Patrick Clervoy est professeur de psychiatrie.
Sciences et Avenir : Vous affirmez que la guérison est un processus actif et soutenez l’hypothèse que le corps possède un système guérisseur. Qu’entendez-vous par là ?
Patrick Clervoy : La notion d’une force thérapeutique interne a été identifiée dès les débuts de la médecine. Hippocrate mettait la puissance curatrice de la nature au centre de la guérison, avec l’idée que nous portons en nous une force active qui fait renaître le corps chaque jour. Ambroise Paré, père de la chirurgie moderne, a pu dire : « Je le pansai, Dieu le guérit ». La métaphore de cette puissance de guérison est la plaie cutanée. Le chirurgien se contente de recoudre, et dans l’organisme se produisent toute une série d’opérations qui stoppent l’hémorragie et reconstruisent les tissus.
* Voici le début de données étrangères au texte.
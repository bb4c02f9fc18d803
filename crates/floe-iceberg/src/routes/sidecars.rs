//! Sidecar key/value endpoint handlers.

use axum::extract::rejection::{JsonRejection, PathRejection};
use axum::extract::{Extension, Path, State};
use axum::http::StatusCode;
use axum::routing::{get, post};
use axum::{Json, Router};
use tracing::instrument;

use crate::context::RequestContext;
use crate::error::{RestError, RestResult};
use crate::state::AppState;
use crate::types::SidecarEntry;

/// Creates sidecar routes.
pub fn routes() -> Router<AppState> {
    Router::new()
        .route("/sidecars", post(set_sidecar))
        .route("/sidecars/:key", get(get_sidecar))
}

fn validate_key(key: &str) -> RestResult<()> {
    if key.is_empty() {
        return Err(RestError::malformed("Sidecar key cannot be empty"));
    }
    Ok(())
}

/// Write a sidecar entry.
#[utoipa::path(
    post,
    path = "/v1/sidecars",
    request_body = SidecarEntry,
    responses(
        (status = 202, description = "Entry written"),
        (status = 400, description = "Bad request", body = crate::error::ErrorResponse),
        (status = 500, description = "Internal error", body = crate::error::ErrorResponse),
    ),
    tag = "Sidecars"
)]
#[instrument(skip_all, fields(request_id = %ctx.request_id, client_ip = ?ctx.client_ip))]
pub async fn set_sidecar(
    Extension(ctx): Extension<RequestContext>,
    State(state): State<AppState>,
    body: Result<Json<SidecarEntry>, JsonRejection>,
) -> RestResult<StatusCode> {
    let Json(entry) = body?;
    validate_key(&entry.key)?;
    state.catalog.set_sidecar(&entry.key, &entry.value).await?;
    Ok(StatusCode::ACCEPTED)
}

/// Read a sidecar entry.
#[utoipa::path(
    get,
    path = "/v1/sidecars/{key}",
    params(("key" = String, Path, description = "Sidecar key")),
    responses(
        (status = 200, description = "Entry found", body = SidecarEntry),
        (status = 404, description = "Key not found", body = crate::error::ErrorResponse),
        (status = 500, description = "Internal error", body = crate::error::ErrorResponse),
    ),
    tag = "Sidecars"
)]
#[instrument(skip_all, fields(request_id = %ctx.request_id, client_ip = ?ctx.client_ip, key = tracing::field::Empty))]
pub async fn get_sidecar(
    Extension(ctx): Extension<RequestContext>,
    State(state): State<AppState>,
    key: Result<Path<String>, PathRejection>,
) -> RestResult<Json<SidecarEntry>> {
    let Path(key) = key?;
    tracing::Span::current().record("key", tracing::field::display(&key));
    validate_key(&key)?;
    let value = state.catalog.get_sidecar(&key).await?;
    Ok(Json(SidecarEntry { key, value }))
}

#[cfg(test)]
mod tests {
    use axum::http::{Method, StatusCode};
    use serde_json::json;

    use crate::routes::test_support::{memory_app, send};

    #[tokio::test]
    async fn test_set_then_get() {
        let (_, app) = memory_app();
        let (status, body) = send(
            &app,
            Method::POST,
            "/v1/sidecars",
            Some(json!({"key": "watermark", "value": "42"})),
        )
        .await;
        assert_eq!(status, StatusCode::ACCEPTED);
        assert_eq!(body, serde_json::Value::Null);

        let (status, body) = send(&app, Method::GET, "/v1/sidecars/watermark", None).await;
        assert_eq!(status, StatusCode::OK);
        assert_eq!(body, json!({"key": "watermark", "value": "42"}));
    }

    #[tokio::test]
    async fn test_missing_key() {
        let (_, app) = memory_app();
        let (status, body) = send(&app, Method::GET, "/v1/sidecars/absent", None).await;
        assert_eq!(status, StatusCode::NOT_FOUND);
        assert_eq!(body["error"]["type"], "NoSuchKeyException");
    }

    #[tokio::test]
    async fn test_empty_key_rejected() {
        let (_, app) = memory_app();
        let (status, _) = send(
            &app,
            Method::POST,
            "/v1/sidecars",
            Some(json!({"key": "", "value": "x"})),
        )
        .await;
        assert_eq!(status, StatusCode::BAD_REQUEST);
    }

    #[tokio::test]
    async fn test_undecodable_key_is_json_bad_request() {
        let (_, app) = memory_app();
        let (status, body) = send(&app, Method::GET, "/v1/sidecars/%FF", None).await;
        assert_eq!(status, StatusCode::BAD_REQUEST);
        assert_eq!(body["error"]["type"], "BadRequestException");
    }
}
//! Server-level tests against the composed router.

use std::collections::HashMap;
use std::sync::Arc;

use anyhow::{Context, Result};
use axum::body::Body;
use axum::http::{header, Method, Request, StatusCode};
use axum::Router;
use serde_json::{json, Value};
use tower::ServiceExt;

use floe_api::config::{Config, CorsConfig, CorsOrigins};
use floe_api::server::Server;
use floe_catalog::{Catalog, FollowerCatalog, MemoryCatalog};

async fn call(router: &Router, request: Request<Body>) -> Result<(StatusCode, Vec<u8>)> {
    let response = router
        .clone()
        .oneshot(request)
        .await
        .map_err(|err| -> anyhow::Error { match err {} })?;
    let status = response.status();
    let body = axum::body::to_bytes(response.into_body(), usize::MAX)
        .await
        .context("read response body")?;
    Ok((status, body.to_vec()))
}

fn get(uri: &str) -> Result<Request<Body>> {
    Request::builder()
        .uri(uri)
        .body(Body::empty())
        .context("build request")
}

#[tokio::test]
async fn config_endpoint_reflects_environment() -> Result<()> {
    let vars: HashMap<&str, &str> = HashMap::from([
        ("FLOE_CONFIG_DEFAULTS", "clients=4"),
        ("FLOE_CONFIG_OVERRIDES", "warehouse=s3://lake"),
    ]);
    let config = Config::from_lookup(|name| vars.get(name).map(ToString::to_string))?;
    let router = Server::new(config).router();

    let (status, body) = call(&router, get("/v1/config")?).await?;
    assert_eq!(status, StatusCode::OK);
    let json: Value = serde_json::from_slice(&body).context("parse JSON body")?;
    assert_eq!(json["defaults"], json!({"clients": "4"}));
    assert_eq!(json["overrides"], json!({"warehouse": "s3://lake"}));
    Ok(())
}

#[tokio::test]
async fn openapi_document_is_served() -> Result<()> {
    let router = Server::new(Config::default()).router();
    let (status, body) = call(&router, get("/openapi.json")?).await?;
    assert_eq!(status, StatusCode::OK);
    let json: Value = serde_json::from_slice(&body).context("parse JSON body")?;
    assert!(json["paths"].get("/v1/transactions/commit").is_some());
    Ok(())
}

#[tokio::test]
async fn cors_preflight_allows_configured_origin() -> Result<()> {
    let config = Config {
        cors: CorsConfig {
            origins: CorsOrigins::List(vec!["http://ui.test".to_string()]),
            ..CorsConfig::default()
        },
        ..Config::default()
    };
    let router = Server::new(config).router();

    let request = Request::builder()
        .method(Method::OPTIONS)
        .uri("/v1/namespaces")
        .header(header::ORIGIN, "http://ui.test")
        .header(header::ACCESS_CONTROL_REQUEST_METHOD, "POST")
        .body(Body::empty())
        .context("build request")?;
    let response = router.oneshot(request).await.map_err(|err| -> anyhow::Error { match err {} })?;

    assert_eq!(
        response
            .headers()
            .get(header::ACCESS_CONTROL_ALLOW_ORIGIN)
            .and_then(|v| v.to_str().ok()),
        Some("http://ui.test")
    );
    Ok(())
}

#[tokio::test]
async fn cors_disabled_by_default() -> Result<()> {
    let router = Server::new(Config::default()).router();
    let request = Request::builder()
        .uri("/health")
        .header(header::ORIGIN, "http://ui.test")
        .body(Body::empty())
        .context("build request")?;
    let response = router.oneshot(request).await.map_err(|err| -> anyhow::Error { match err {} })?;

    assert_eq!(response.status(), StatusCode::OK);
    assert!(response
        .headers()
        .get(header::ACCESS_CONTROL_ALLOW_ORIGIN)
        .is_none());
    Ok(())
}

#[tokio::test]
async fn metrics_rendered_after_requests() -> Result<()> {
    floe_iceberg::metrics::install_recorder().context("install recorder")?;
    let router = Server::new(Config::default()).router();

    let (status, _) = call(&router, get("/v1/namespaces")?).await?;
    assert_eq!(status, StatusCode::OK);

    let (status, body) = call(&router, get("/metrics")?).await?;
    assert_eq!(status, StatusCode::OK);
    let text = String::from_utf8(body).context("metrics are utf-8")?;
    assert!(text.contains("floe_request_total"));
    assert!(text.contains("route=\"/v1/namespaces\""));
    Ok(())
}

#[tokio::test]
async fn transactions_reach_configured_followers() -> Result<()> {
    let primary = Arc::new(MemoryCatalog::new());
    let replica = Arc::new(MemoryCatalog::new().with_name("replica-0"));
    let server = Server::with_catalog(
        Config::default(),
        Arc::clone(&primary) as Arc<dyn Catalog>,
        vec![Arc::clone(&replica) as Arc<dyn FollowerCatalog>],
    );
    let router = server.router();

    let request = Request::builder()
        .method(Method::POST)
        .uri("/v1/transactions/commit")
        .header(header::CONTENT_TYPE, "application/json")
        .body(Body::from(
            json!([{"set_kv_sidecar": {"key": "epoch", "value": "3"}}]).to_string(),
        ))
        .context("build request")?;
    let (status, body) = call(&router, request).await?;
    assert_eq!(status, StatusCode::OK);
    let json: Value = serde_json::from_slice(&body).context("parse JSON body")?;
    assert_eq!(json["committed"], 1);

    assert_eq!(replica.get_sidecar("epoch").await?, "3");
    assert_eq!(primary.get_sidecar("epoch").await?, "3");
    Ok(())
}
L’énergie guérisseuse, c’est celle que vous observez quand vous rapprochez les deux bords de la plaie : en quelques jours, celle-ci se referme. Parce que nous sommes vivants, nous sommes animés de systèmes d’une grande complexité qui font que toutes nos ressources, psychosomatiques, conscientes et inconscientes, convergent pour nous garder en vie. Le système guérisseur est l’ensemble des forces qui nous maintiennent en bonne santé. Et elles sont puissantes.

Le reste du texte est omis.